**WORK REQUEST**
Taking the entries below from the top, restate each line exactly and end with the line containing "must be between".
************
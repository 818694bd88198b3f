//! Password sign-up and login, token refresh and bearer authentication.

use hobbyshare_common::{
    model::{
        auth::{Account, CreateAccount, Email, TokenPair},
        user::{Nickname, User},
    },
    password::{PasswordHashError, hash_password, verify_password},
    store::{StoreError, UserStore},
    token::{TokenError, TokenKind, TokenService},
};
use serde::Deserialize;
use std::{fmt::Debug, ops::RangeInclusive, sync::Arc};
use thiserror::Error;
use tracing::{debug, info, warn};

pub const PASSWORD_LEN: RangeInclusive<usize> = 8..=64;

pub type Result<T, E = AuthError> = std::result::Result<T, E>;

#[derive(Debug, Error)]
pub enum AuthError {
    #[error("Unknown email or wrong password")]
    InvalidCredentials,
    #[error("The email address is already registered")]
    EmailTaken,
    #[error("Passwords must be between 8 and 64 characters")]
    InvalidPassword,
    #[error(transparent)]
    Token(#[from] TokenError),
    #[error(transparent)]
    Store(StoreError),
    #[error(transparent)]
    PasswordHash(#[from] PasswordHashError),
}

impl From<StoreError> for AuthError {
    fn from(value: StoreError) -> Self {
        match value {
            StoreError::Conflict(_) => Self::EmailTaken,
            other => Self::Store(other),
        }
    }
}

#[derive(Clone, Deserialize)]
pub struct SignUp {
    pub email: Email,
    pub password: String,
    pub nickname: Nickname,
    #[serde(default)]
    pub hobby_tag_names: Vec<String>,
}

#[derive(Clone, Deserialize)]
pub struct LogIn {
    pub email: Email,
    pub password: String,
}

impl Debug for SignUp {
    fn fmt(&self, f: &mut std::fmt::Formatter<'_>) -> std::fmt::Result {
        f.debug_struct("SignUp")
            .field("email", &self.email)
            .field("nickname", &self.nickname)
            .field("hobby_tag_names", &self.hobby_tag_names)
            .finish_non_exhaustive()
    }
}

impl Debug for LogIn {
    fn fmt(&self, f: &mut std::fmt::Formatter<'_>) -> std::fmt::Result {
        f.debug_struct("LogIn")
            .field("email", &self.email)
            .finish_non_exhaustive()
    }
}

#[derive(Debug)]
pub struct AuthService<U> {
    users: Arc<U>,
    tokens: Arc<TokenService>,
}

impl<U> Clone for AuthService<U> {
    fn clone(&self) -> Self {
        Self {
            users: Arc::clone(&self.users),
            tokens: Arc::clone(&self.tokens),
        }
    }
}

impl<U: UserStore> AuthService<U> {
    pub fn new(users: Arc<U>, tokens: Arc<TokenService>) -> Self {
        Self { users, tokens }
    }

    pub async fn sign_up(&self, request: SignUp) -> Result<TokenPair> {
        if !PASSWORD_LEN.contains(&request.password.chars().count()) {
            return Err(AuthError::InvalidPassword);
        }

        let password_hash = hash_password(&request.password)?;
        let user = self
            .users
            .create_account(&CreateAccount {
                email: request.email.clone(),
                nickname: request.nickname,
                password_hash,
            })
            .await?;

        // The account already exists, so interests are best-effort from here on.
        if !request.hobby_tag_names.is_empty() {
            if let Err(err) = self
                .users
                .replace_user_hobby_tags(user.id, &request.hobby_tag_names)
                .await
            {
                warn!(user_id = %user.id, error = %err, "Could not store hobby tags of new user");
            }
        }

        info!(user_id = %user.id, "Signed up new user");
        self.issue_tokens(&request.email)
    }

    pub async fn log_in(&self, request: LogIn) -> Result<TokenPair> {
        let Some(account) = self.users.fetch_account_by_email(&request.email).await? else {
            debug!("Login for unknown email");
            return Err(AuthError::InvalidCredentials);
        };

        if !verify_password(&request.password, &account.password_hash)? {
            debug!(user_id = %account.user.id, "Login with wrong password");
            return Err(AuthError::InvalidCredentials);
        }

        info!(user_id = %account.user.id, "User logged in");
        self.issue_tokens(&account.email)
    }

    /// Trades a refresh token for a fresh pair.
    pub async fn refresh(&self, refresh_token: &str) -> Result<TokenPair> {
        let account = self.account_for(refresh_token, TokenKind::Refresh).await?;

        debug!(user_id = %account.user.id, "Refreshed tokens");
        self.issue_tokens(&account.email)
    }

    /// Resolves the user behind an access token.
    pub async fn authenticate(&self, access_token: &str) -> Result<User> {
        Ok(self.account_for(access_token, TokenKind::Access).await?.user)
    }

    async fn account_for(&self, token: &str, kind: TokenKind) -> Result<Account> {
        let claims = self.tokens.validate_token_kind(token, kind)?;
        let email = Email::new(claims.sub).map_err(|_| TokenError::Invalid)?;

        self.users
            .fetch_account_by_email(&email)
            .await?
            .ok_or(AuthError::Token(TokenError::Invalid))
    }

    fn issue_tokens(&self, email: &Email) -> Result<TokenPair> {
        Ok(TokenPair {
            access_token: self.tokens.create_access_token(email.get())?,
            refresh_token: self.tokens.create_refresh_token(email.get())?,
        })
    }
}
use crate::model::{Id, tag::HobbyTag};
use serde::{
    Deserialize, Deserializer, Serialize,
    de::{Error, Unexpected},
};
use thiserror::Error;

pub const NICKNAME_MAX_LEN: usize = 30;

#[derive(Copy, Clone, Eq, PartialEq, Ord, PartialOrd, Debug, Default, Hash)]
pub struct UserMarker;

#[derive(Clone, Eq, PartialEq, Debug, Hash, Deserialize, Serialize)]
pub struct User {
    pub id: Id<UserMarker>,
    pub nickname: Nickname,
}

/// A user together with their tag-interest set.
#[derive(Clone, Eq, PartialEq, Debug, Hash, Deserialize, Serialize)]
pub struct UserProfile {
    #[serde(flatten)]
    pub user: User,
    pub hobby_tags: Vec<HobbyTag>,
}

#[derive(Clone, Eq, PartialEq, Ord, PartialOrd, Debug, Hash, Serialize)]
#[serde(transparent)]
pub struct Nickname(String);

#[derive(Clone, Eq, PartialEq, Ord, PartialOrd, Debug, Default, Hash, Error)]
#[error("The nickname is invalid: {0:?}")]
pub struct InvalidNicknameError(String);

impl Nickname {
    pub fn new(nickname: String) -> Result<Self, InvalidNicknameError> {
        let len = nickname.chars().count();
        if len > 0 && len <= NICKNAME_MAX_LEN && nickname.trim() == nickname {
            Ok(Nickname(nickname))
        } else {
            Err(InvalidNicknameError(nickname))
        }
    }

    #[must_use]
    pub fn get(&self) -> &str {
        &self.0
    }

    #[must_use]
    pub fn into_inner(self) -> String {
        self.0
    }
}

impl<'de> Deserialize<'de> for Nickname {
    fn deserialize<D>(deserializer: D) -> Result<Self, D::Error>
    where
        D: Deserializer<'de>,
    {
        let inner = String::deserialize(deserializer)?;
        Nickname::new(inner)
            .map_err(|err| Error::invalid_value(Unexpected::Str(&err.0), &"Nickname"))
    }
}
************
**WORKED SOLUTION**
repository 818694bd88198b3f
//! Password sign-up and login, token refresh and bearer authentication.

use hobbyshare_common::{
    model::{
        auth::{Account, CreateAccount, Email, TokenPair},
        user::{Nickname, User},
    },
    password::{PasswordHashError, hash_password, verify_password},
    store::{StoreError, UserStore},
    token::{TokenError, TokenKind, TokenService},
};
use serde::Deserialize;
use std::{fmt::Debug, ops::RangeInclusive, sync::Arc};
use thiserror::Error;
use tracing::{debug, info, warn};

pub const PASSWORD_LEN: RangeInclusive<usize> = 8..=64;

pub type Result<T, E = AuthError> = std::result::Result<T, E>;

#[derive(Debug, Error)]
pub enum AuthError {
    #[error("Unknown email or wrong password")]
    InvalidCredentials,
    #[error("The email address is already registered")]
    EmailTaken,
    #[error("Passwords must be between 8 and 64 characters")]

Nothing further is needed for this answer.